# Foslom-Sacramento Group Ride: August 21st Folsom Lake Loop



## folsom_rider (Mar 14, 2003)

Hi Everyone, 

This Saturday's group ride is one of Sacramento's famous...the "Folsom Lake Loop". This ride is incredibly scenic and definitely has some challenges. The group will start off going up Salmon Falls Road and will stop at Pilot Hill for food and drinks (supplied by our great support team). This ride has both hills and flats and take you up Salmon Falls Road, through Cool, into the City of Auburn, and then returns via Auburn-Folsom Road. The entire ride will be approximately 50 miles however, people can turn around at Pilot Hill if they want to make a shorter ride (approximately 25 miles).

Please note that we will be meeting at a *new location* which is in the large parking lot in Old Folsom across from Karen's Bakery and Bicycles Plus. This is at the corner of Gold Lake Drive and Leidesdorf if you need directions, just let me know.

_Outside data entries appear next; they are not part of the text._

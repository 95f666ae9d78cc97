//! Config command implementation.

use anyhow::{Context, Result};

use svdtune_core::config::Config;

use super::{ConfigAction, ConfigArgs};

/// Run the config command.
pub async fn run(args: ConfigArgs) -> Result<()> {
    match args.action {
        ConfigAction::Show => {
            let config = Config::load().context("Failed to load configuration")?;
            let presets = config.control.presets;

            println!();
            println!("svdtune Configuration");
            println!("{}", "─".repeat(50));
            println!();
            println!("[control]");
            println!("  mapping = {:?}", config.control.mapping);
            println!("  k_min = {}", config.control.k_min);
            println!("  k_max = {}", config.control.k_max);
            println!("  linear_intercept = {}", config.control.linear_intercept);
            println!("  initial_rate = {}", config.control.initial_rate);
            println!(
                "  presets = {{ low = {}, medium = {}, high = {} }}",
                presets.low, presets.medium, presets.high
            );
            println!();
            println!("[session]");
            println!("  base_url = \"{}\"", config.session.base_url);
            println!("  recompress_path = \"{}\"", config.session.recompress_path);
            println!("  upload_path = \"{}\"", config.session.upload_path);
            println!("  debounce = {}ms", config.session.debounce.as_millis());
            match config.session.request_timeout {
                Some(timeout) => println!("  request_timeout = {}s", timeout.as_secs()),
                None => println!("  request_timeout = (none)"),
            }
            println!();
            println!("[upload]");
            println!(
                "  allowed_extensions = [{}]",
                config.upload.allowed_extensions.join(", ")
            );
            println!("  max_file_size = {}", config.upload.max_file_size);
            println!();
        }

        ConfigAction::Path => {
            println!("{}", Config::config_path().display());
        }

        ConfigAction::Reset => {
            Config::default()
                .save()
                .context("Failed to write configuration")?;
            println!("Configuration reset to defaults.");
        }
    }

    Ok(())
}
//! CLI command definitions and handlers.

use clap::{Parser, Subcommand, ValueEnum};
use std::path::PathBuf;

use svdtune_core::config::Config;
use svdtune_core::control::Preset;

/// Load configuration with graceful fallback to defaults.
///
/// This function should be used by all commands to load the user's configuration.
/// If the config file doesn't exist or can't be parsed, it falls back to defaults.
pub fn load_config() -> Config {
    Config::load().unwrap_or_default()
}

/// Load configuration and apply a `--server` override, if given.
pub fn load_config_with_server(server: Option<&str>) -> Config {
    let mut config = load_config();
    if let Some(server) = server {
        config.session.base_url = server.to_string();
    }
    config
}

pub mod config;
pub mod k;
pub mod preview;
pub mod recompress;
pub mod tune;

/// svdtune - Interactive SVD compression tuning
#[derive(Parser)]
#[command(name = "svdtune")]
#[command(author, version, about, long_about = None)]
#[command(propagate_version = true)]
pub struct Cli {
    /// The command to execute
    #[command(subcommand)]
    pub command: Command,
}

/// Available commands
#[derive(Subcommand)]
pub enum Command {
    /// Show the k a slider rate or preset maps to
    K(KArgs),

    /// Preview an image the way the upload page would
    Preview(PreviewArgs),

    /// Recompress an uploaded original once
    Recompress(RecompressArgs),

    /// Tune k interactively against the compression server
    Tune(TuneArgs),

    /// Manage configuration
    Config(ConfigArgs),
}

/// Compression preset
#[derive(Clone, Copy, ValueEnum, Debug)]
pub enum PresetArg {
    /// Light compression
    Low,
    /// Balanced compression
    Medium,
    /// Aggressive compression
    High,
}

impl From<PresetArg> for Preset {
    fn from(arg: PresetArg) -> Self {
        match arg {
            PresetArg::Low => Self::Low,
            PresetArg::Medium => Self::Medium,
            PresetArg::High => Self::High,
        }
    }
}

/// Arguments for the k command
#[derive(Parser)]
pub struct KArgs {
    /// Compression rate percentage (0-100)
    #[arg(long, value_parser = clap::value_parser!(u8).range(0..=100), required_unless_present = "preset", conflicts_with = "preset")]
    pub rate: Option<u8>,

    /// Preset to look up
    #[arg(long, value_enum)]
    pub preset: Option<PresetArg>,

    /// Output in JSON format
    #[arg(long)]
    pub json: bool,
}

/// Arguments for the preview command
#[derive(Parser)]
pub struct PreviewArgs {
    /// Image to preview
    pub file: PathBuf,

    /// Output in JSON format
    #[arg(long)]
    pub json: bool,
}

/// Arguments for the recompress command
#[derive(Parser)]
pub struct RecompressArgs {
    /// Stored filename of the uploaded original
    #[arg(long)]
    pub fname: String,

    /// Number of singular values to keep
    #[arg(short, long)]
    pub k: u32,

    /// Compression server URL (overrides session.base_url)
    #[arg(long, env = "SVDTUNE_SERVER")]
    pub server: Option<String>,

    /// Output in JSON format
    #[arg(long)]
    pub json: bool,
}

/// Arguments for the tune command
#[derive(Parser)]
pub struct TuneArgs {
    /// Stored filename of an original already on the server
    #[arg(long, required_unless_present = "upload", conflicts_with = "upload")]
    pub fname: Option<String>,

    /// Upload this image first and tune it
    #[arg(long)]
    pub upload: Option<PathBuf>,

    /// Compression server URL (overrides session.base_url)
    #[arg(long, env = "SVDTUNE_SERVER")]
    pub server: Option<String>,
}

/// Arguments for the config command
#[derive(Parser)]
pub struct ConfigArgs {
    /// Config subcommand
    #[command(subcommand)]
    pub action: ConfigAction,
}

/// Config subcommands
#[derive(Subcommand)]
pub enum ConfigAction {
    /// Show all configuration
    Show,

    /// Print the configuration file path
    Path,

    /// Reset configuration to defaults
    Reset,
}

<Please rsvp if you are attending>

Here are the Ride Details:

Date: Saturday, August 21st

Bike Route: Folsom streets to Green Valley, Green Valley to Salmon Falls, Salmon Falls to Hwy 49, Hwy 49 to Auburn, and Auburn-Folsom Blvd back to the starting point. 
Fast Paced Ride Group: Yes
Moderate Paced Ride Group: Yes
Meeting Location: Large Parking Lot in Historic Folsom across from Karen's Bakery, Zinfandel Grill, and Bicycles Plus. Corner of Gold Lake Drive and Leidesdorf.
Route Distance: Approximately 50 Miles
Route Terrain: Hills and Flats. Some hills are challenging. 
Starting Time: 7:00am, Riders will leave at 7:15am sharp 
Please bring helmet, water, and food.
Questions: Quinn [email protected] 730-2003


----------



## stealthman_1 (May 2, 2004)

Quinn,
50% chance I'll make this. I have a party to go to tonight so if it isn't much fun, I'll be there, if it is fun, well maybe I'll be up by noon!


----------